Kyungho Kim as Harlekin | Ein Soldat, Gyula Orendt as Kaiser Overall and Alin Anca as Der Lautsprecher | Der Tod
The Staatsoper staging by Mascha Pörzgen, seen January 29 at the
company’s Werkstatt, a small wing used for new music theater,
recreates the opera’s surreal qualities while maintaining a tasteful dose
of aesthetic restraint. The roles of Death and the Loudspeaker are cast with a
single bass-baritone (the tireless Alin Anca), who is wheeled in on a
motor-driven stool before revealing the garb of terrorist-like solider. His
exchanges with the sad clown-faced Harlekin are appropriately ambivalent, while
the Drummer assumes the presence of a caricature as she walks through the scene
beating wooden spoons mid-air. Kaiser Overall is a psychotic bureaucrat who
occupies the only hollow space in an all-white set (designs by Cordelia
Matthes). The proscenium moves in closer to the audience following
Harlekin’s eerie lullaby “Schlaf, Kindlein, schlaf.”

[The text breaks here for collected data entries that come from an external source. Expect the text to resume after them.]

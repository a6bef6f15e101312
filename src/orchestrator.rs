//! Host-side composition.
//!
//! One composition runs per UI-ready signal: a single helper call plus a
//! single store read, joined into the display string that gets pushed to the
//! originating window.

/// The call name the helper answers.
pub const GREETING_CALL: &str = "greeting";

/// The argument sent with the greeting call.
pub const GREETING_TARGET: &str = "World";

/// Join the helper's greeting with the stored names.
///
/// With no names, the greeting stands alone. Seeding guarantees the store is
/// never empty in the shipped flow.
pub fn compose_greeting(greeting: &str, names: &[String]) -> String {
    if names.is_empty() {
        format!("{greeting}!")
    } else {
        format!("{greeting} from {}!", names.join(", "))
    }
}

// ─── Tests ──────────────────────────────────────────────────────────────────

#[cfg(test)]
mod tests {
    use super::*;
    use crate::bridge::HelperConnection;
    use crate::helper;
    use crate::store::NameStore;

    #[test]
    fn test_compose_with_names() {
        let names = vec![
            "Joey".to_string(),
            "Sally".to_string(),
            "Junior".to_string(),
        ];
        assert_eq!(
            compose_greeting("Hello World", &names),
            "Hello World from Joey, Sally, Junior!"
        );
    }

    #[test]
    fn test_compose_without_names() {
        assert_eq!(compose_greeting("Hello World", &[]), "Hello World!");
    }

    /// The full host-side flow: a live serve loop over an in-memory channel,
    /// a freshly seeded store, and the composition joining the two.
    #[tokio::test]
    async fn test_ready_to_greeting_end_to_end() {
        let (near, far) = tokio::io::duplex(4096);
        let (far_read, far_write) = tokio::io::split(far);
        tokio::spawn(helper::serve(far_read, far_write));

        let (near_read, near_write) = tokio::io::split(near);
        let conn = HelperConnection::from_io(near_read, near_write, None);
        let store = NameStore::open(":memory:").unwrap();

        let greeting = conn.call(GREETING_CALL, GREETING_TARGET).await.unwrap();
        let names = store.select_names().unwrap();

        assert_eq!(
            compose_greeting(&greeting, &names),
            "Hello World from Joey, Sally, Junior!"
        );
    }
}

The cast, all members of the Staatsoper’s international opera studio,
gave a tight, convincing performance despite vocal unevenness. Anca carried the
show with theatrical verve and a booming bass that at times risked being too
loud for the space. As Harlekin and the soldier in the third scene, Kyungho Kim
did not rise to the same standards of sound quality and diction but was a
moving presence. The soprano Rowan Hellier gave a stand-out performance as the
Drummer, while Narine Yeghiyan, in the role of Bubbikopf, at times sounded
strained. Gyula Orendt gave an earnest performance as the Kaiser. Felix Krieger
led an elegant reading of the score with an ensemble of the Staatskapelle,
although the musicians’ position on a landing to the side of the stage
was not always ideal acoustically (drowning out Orendt in his final aria, the
very Mahlerian ‘Von allem, was geschieht’).The unearthly final
chorus could have been drawn out with more nostalgia, while the counterpoint of
a repeated, descending violin melody gave chills down the spine.
Der Kaiser von Atlantis runs through February 9.